**WHAT NEEDS TO BE DONE:** When you reach the line containing "fields.remove(COMPLETED_STAGES_KEY);" in the entries below, start writing out each line exactly, and stop after the line containing "Some(n) if n".

┄┄┄┄┄┄┄┄┄┄┄┄┄┄┄┄┄┄┄┄

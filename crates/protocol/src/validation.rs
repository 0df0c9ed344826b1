//! Stage validation at the queue boundary.
//!
//! Messages arrive from the transport as untyped JSON. [`validate`] is the one
//! place that turns such a value into a [`StageMessage`], the typed proof that
//! the value is a well-formed message for a given stage. Checks run in a fixed
//! order and the first failure is reported.

use serde_json::{Map, Value};
use std::fmt;
use thiserror::Error;

use crate::envelope::{
    split_records, Envelope, StagePayload, COMPLETED_STAGES_KEY, IDEMPOTENCY_ID_KEY, SOME_DATA_KEY,
};
use crate::mask::CompletionMask;
use crate::stage::StageId;

/// The specific check that rejected a message.
#[derive(Debug, Clone, PartialEq, Eq)]
pub enum ValidationFailure {
    /// The value is not a JSON object (includes `null`).
    NotAnObject,
    MissingIdempotencyId,
    IdempotencyIdNotString,
    /// `completedStages` is absent or null on a non-entry stage.
    MissingCompletedStages,
    /// `completedStages` is present but not a non-negative integer.
    CompletedStagesNotInteger,
    /// `completedStages` does not fit the mask width.
    CompletedStagesOutOfRange(u64),
    /// The stage's own payload key is absent.
    MissingPayload,
    /// The payload is present but not an object.
    PayloadNotObject,
    /// The payload's `someData` is absent or not a string.
    PayloadDataNotString,
}

impl fmt::Display for ValidationFailure {
    fn fmt(&self, f: &mut fmt::Formatter<'_>) -> fmt::Result {
        match self {
            ValidationFailure::NotAnObject => f.write_str("message is not an object"),
            ValidationFailure::MissingIdempotencyId => {
                write!(f, "`{IDEMPOTENCY_ID_KEY}` is missing")
            }
            ValidationFailure::IdempotencyIdNotString => {
                write!(f, "`{IDEMPOTENCY_ID_KEY}` is not a string")
            }
            ValidationFailure::MissingCompletedStages => {
                write!(f, "`{COMPLETED_STAGES_KEY}` is missing")
            }
            ValidationFailure::CompletedStagesNotInteger => {
                write!(f, "`{COMPLETED_STAGES_KEY}` is not a non-negative integer")
            }
            ValidationFailure::CompletedStagesOutOfRange(bits) => {
                write!(f, "`{COMPLETED_STAGES_KEY}` value {bits} is out of range")
            }
            ValidationFailure::MissingPayload => f.write_str("stage payload is missing"),
            ValidationFailure::PayloadNotObject => f.write_str("stage payload is not an object"),
            ValidationFailure::PayloadDataNotString => {
                write!(f, "stage payload `{SOME_DATA_KEY}` is not a string")
            }
        }
    }
}

/// A message failed validation for the stage that received it.
#[derive(Error, Debug, Clone, PartialEq, Eq)]
#[error("Invalid message format: expected {} ({failure})", expected.message_type())]
pub struct ValidationError {
    pub expected: StageId,
    pub failure: ValidationFailure,
}

impl ValidationError {
    fn new(expected: StageId, failure: ValidationFailure) -> Self {
        Self { expected, failure }
    }
}

/// An envelope proven to be a well-formed message for [`StageMessage::stage`].
///
/// Only [`validate`] constructs this type, so holding one guarantees the
/// stage payload is present.
#[derive(Debug, Clone, PartialEq)]
pub struct StageMessage {
    stage: StageId,
    payload: StagePayload,
    envelope: Envelope,
}

impl StageMessage {
    pub fn stage(&self) -> StageId {
        self.stage
    }

    pub fn envelope(&self) -> &Envelope {
        &self.envelope
    }

    pub fn idempotency_id(&self) -> &str {
        &self.envelope.idempotency_id
    }

    pub fn completed_stages(&self) -> CompletionMask {
        self.envelope.completed_stages
    }

    /// The payload addressed to this stage.
    pub fn payload(&self) -> &StagePayload {
        &self.payload
    }

    pub fn into_envelope(self) -> Envelope {
        self.envelope
    }
}

/// Validate an untyped message against the contract of `expected`.
///
/// Checks, in order:
/// 1. the value is an object;
/// 2. `idempotencyId` is present and a string;
/// 3. `completedStages` is a non-negative integer (absent or null is read as
///    zero on the entry stage only);
/// 4. the stage's payload key is present;
/// 5. the payload is an object;
/// 6. the payload's `someData` is a string.
pub fn validate(raw: &Value, expected: StageId) -> Result<StageMessage, ValidationError> {
    let fail = |failure| ValidationError::new(expected, failure);

    let Value::Object(object) = raw else {
        return Err(fail(ValidationFailure::NotAnObject));
    };

    let idempotency_id = match object.get(IDEMPOTENCY_ID_KEY) {
        None => return Err(fail(ValidationFailure::MissingIdempotencyId)),
        Some(Value::String(id)) => id.clone(),
        Some(_) => return Err(fail(ValidationFailure::IdempotencyIdNotString)),
    };

    let completed_stages = match object.get(COMPLETED_STAGES_KEY) {
        None | Some(Value::Null) if expected.is_entry() => CompletionMask::empty(),
        None | Some(Value::Null) => return Err(fail(ValidationFailure::MissingCompletedStages)),
        Some(value) => parse_mask(value).map_err(fail)?,
    };

    let payload = match object.get(expected.payload_key()) {
        None => return Err(fail(ValidationFailure::MissingPayload)),
        Some(Value::Object(payload)) => payload,
        Some(_) => return Err(fail(ValidationFailure::PayloadNotObject)),
    };

    if !matches!(payload.get(SOME_DATA_KEY), Some(Value::String(_))) {
        return Err(fail(ValidationFailure::PayloadDataNotString));
    }

    let mut fields: Map<String, Value> = object.clone();
    fields.remove(IDEMPOTENCY_ID_KEY);
    fields.remove(COMPLETED_STAGES_KEY);
    let (records, extensions) = split_records(fields);

    let envelope = Envelope::from_parts(idempotency_id, completed_stages, records, extensions);

    // The checks above are exactly what StagePayload needs to deserialize.
    let payload = envelope
        .payload(expected)
        .cloned()
        .ok_or_else(|| fail(ValidationFailure::PayloadDataNotString))?;

    Ok(StageMessage {
        stage: expected,
        payload,
        envelope,
    })
}

/// Boolean form of [`validate`].
pub fn is_stage_message(raw: &Value, expected: StageId) -> bool {
    validate(raw, expected).is_ok()
}

/// Read `completedStages` as a mask.
///
/// Any JSON number with a whole, non-negative value is accepted, so `1.0`
/// reads the same as `1`. Negative values are rejected since no bit pattern
/// corresponds to them.
pub(crate) fn parse_mask(value: &Value) -> Result<CompletionMask, ValidationFailure> {
    let bits = match value.as_u64() {
        Some(bits) => bits,
        None => match value.as_f64() {
            Some(n) if n >= 0.0 && n.fract() == 0.0 => {
                if n > u32::MAX as f64 {
                    // Saturates for values beyond u64.
                    return Err(ValidationFailure::CompletedStagesOutOfRange(n as u64));
                }
                n as u64
            }
            _ => return Err(ValidationFailure::CompletedStagesNotInteger),
        },
    };
    u32::try_from(bits)
        .map(CompletionMask::from_bits)
        .map_err(|_| ValidationFailure::CompletedStagesOutOfRange(bits))
}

┄┄┄┄┄┄┄┄┄┄┄┄┄┄┄┄┄┄┄┄

**EXERCISE RESULT:**
    fields.remove(COMPLETED_STAGES_KEY);
    let (records, extensions) = split_records(fields);

    let envelope = Envelope::from_parts(idempotency_id, completed_stages, records, extensions);

    // The checks above are exactly what StagePayload needs to deserialize.
    let payload = envelope
        .payload(expected)
        .cloned()
        .ok_or_else(|| fail(ValidationFailure::PayloadDataNotString))?;

    Ok(StageMessage {
        stage: expected,
        payload,
        envelope,
    })
}

/// Boolean form of [`validate`].
pub fn is_stage_message(raw: &Value, expected: StageId) -> bool {
    validate(raw, expected).is_ok()
}

/// Read `completedStages` as a mask.
///
/// Any JSON number with a whole, non-negative value is accepted, so `1.0`
/// reads the same as `1`. Negative values are rejected since no bit pattern
/// corresponds to them.
pub(crate) fn parse_mask(value: &Value) -> Result<CompletionMask, ValidationFailure> {
    let bits = match value.as_u64() {
        Some(bits) => bits,
        None => match value.as_f64() {
            Some(n) if n >= 0.0 && n.fract() == 0.0 => {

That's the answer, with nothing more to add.